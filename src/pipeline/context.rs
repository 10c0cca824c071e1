// Per-run state threaded through the controller

use crate::error::ScopeError;
use crate::model::{JobHandle, Place, SearchMode};
use std::fmt;
use uuid::Uuid;

/// Controller state machine
#[derive(Debug, Clone, PartialEq, Eq, Default)]
pub enum PipelineState {
    #[default]
    Idle,
    Discovering,
    Selecting,
    Scraping,
    Enriching,
    Done,
    Failed {
        message: String,
    },
}

impl PipelineState {
    /// Done or Failed; a new run may start from here
    pub fn is_finished(&self) -> bool {
        matches!(self, PipelineState::Done | PipelineState::Failed { .. })
    }
}

impl fmt::Display for PipelineState {
    fn fmt(&self, f: &mut fmt::Formatter<'_>) -> fmt::Result {
        match self {
            PipelineState::Idle => write!(f, "idle"),
            PipelineState::Discovering => write!(f, "discovering"),
            PipelineState::Selecting => write!(f, "selecting"),
            PipelineState::Scraping => write!(f, "scraping"),
            PipelineState::Enriching => write!(f, "enriching"),
            PipelineState::Done => write!(f, "done"),
            PipelineState::Failed { message } => write!(f, "failed ({})", message),
        }
    }
}

/// Identifiers and intermediate data of one pipeline run
#[derive(Debug, Clone)]
pub struct RunContext {
    pub run_id: Uuid,
    pub state: PipelineState,
    pub mode: Option<SearchMode>,
    /// Brand name in brand mode
    pub query: Option<String>,
    /// Places offered for selection
    pub discovered: Vec<Place>,
    /// Held only while the job is being polled
    pub discovery_job: Option<JobHandle>,
    pub scrape_job: Option<JobHandle>,
}

impl RunContext {
    pub fn new() -> Self {
        Self {
            run_id: Uuid::new_v4(),
            state: PipelineState::Idle,
            mode: None,
            query: None,
            discovered: Vec::new(),
            discovery_job: None,
            scrape_job: None,
        }
    }

    /// Start over with a fresh run id
    pub fn reset(&mut self) {
        *self = Self::new();
    }

    /// Enter Failed and drop everything collected so far
    pub fn fail(&mut self, message: impl Into<String>) {
        self.discovered.clear();
        self.discovery_job = None;
        self.scrape_job = None;
        self.state = PipelineState::Failed {
            message: message.into(),
        };
    }

    pub(crate) fn invalid_state(&self, operation: &str) -> ScopeError {
        ScopeError::InvalidState {
            operation: operation.to_string(),
            state: self.state.to_string(),
        }
    }
}

impl Default for RunContext {
    fn default() -> Self {
        Self::new()
    }
}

* [Aim of the exercise]: The full listing is to be restated word for word.

* [Completed task]:
filename src/pipeline/context.rs
repository 10c0cca824c071e1
// Per-run state threaded through the controller

use crate::error::ScopeError;
use crate::model::{JobHandle, Place, SearchMode};
use std::fmt;
use uuid::Uuid;

/// Controller state machine
#[derive(Debug, Clone, PartialEq, Eq, Default)]
pub enum PipelineState {
    #[default]
    Idle,
    Discovering,
    Selecting,
    Scraping,
    Enriching,
    Done,
    Failed {
        message: String,
    },
}

impl PipelineState {
    /// Done or Failed; a new run may start from here
    pub fn is_finished(&self) -> bool {
        matches!(self, PipelineState::Done | PipelineState::Failed { .. })
    }
}

impl fmt::Display for PipelineState {
    fn fmt(&self, f: &mut fmt::Formatter<'_>) -> fmt::Result {
        match self {
            PipelineState::Idle => write!(f, "idle"),
            PipelineState::Discovering => write!(f, "discovering"),
            PipelineState::Selecting => write!(f, "selecting"),
            PipelineState::Scraping => write!(f, "scraping"),
            PipelineState::Enriching => write!(f, "enriching"),
            PipelineState::Done => write!(f, "done"),
            PipelineState::Failed { message } => write!(f, "failed ({})", message),
        }
    }
}

/// Identifiers and intermediate data of one pipeline run
#[derive(Debug, Clone)]
pub struct RunContext {
    pub run_id: Uuid,
    pub state: PipelineState,
    pub mode: Option<SearchMode>,
    /// Brand name in brand mode
    pub query: Option<String>,
    /// Places offered for selection
    pub discovered: Vec<Place>,
    /// Held only while the job is being polled
    pub discovery_job: Option<JobHandle>,
    pub scrape_job: Option<JobHandle>,
}

impl RunContext {
    pub fn new() -> Self {
        Self {
            run_id: Uuid::new_v4(),
            state: PipelineState::Idle,
            mode: None,
            query: None,
            discovered: Vec::new(),
            discovery_job: None,
            scrape_job: None,
        }
    }

    /// Start over with a fresh run id
    pub fn reset(&mut self) {
        *self = Self::new();
    }

    /// Enter Failed and drop everything collected so far
    pub fn fail(&mut self, message: impl Into<String>) {
        self.discovered.clear();
        self.discovery_job = None;
        self.scrape_job = None;
        self.state = PipelineState::Failed {
            message: message.into(),
        };
    }

    pub(crate) fn invalid_state(&self, operation: &str) -> ScopeError {
        ScopeError::InvalidState {
            operation: operation.to_string(),
            state: self.state.to_string(),
        }
    }
}

impl Default for RunContext {
    fn default() -> Self {
        Self::new()
    }
}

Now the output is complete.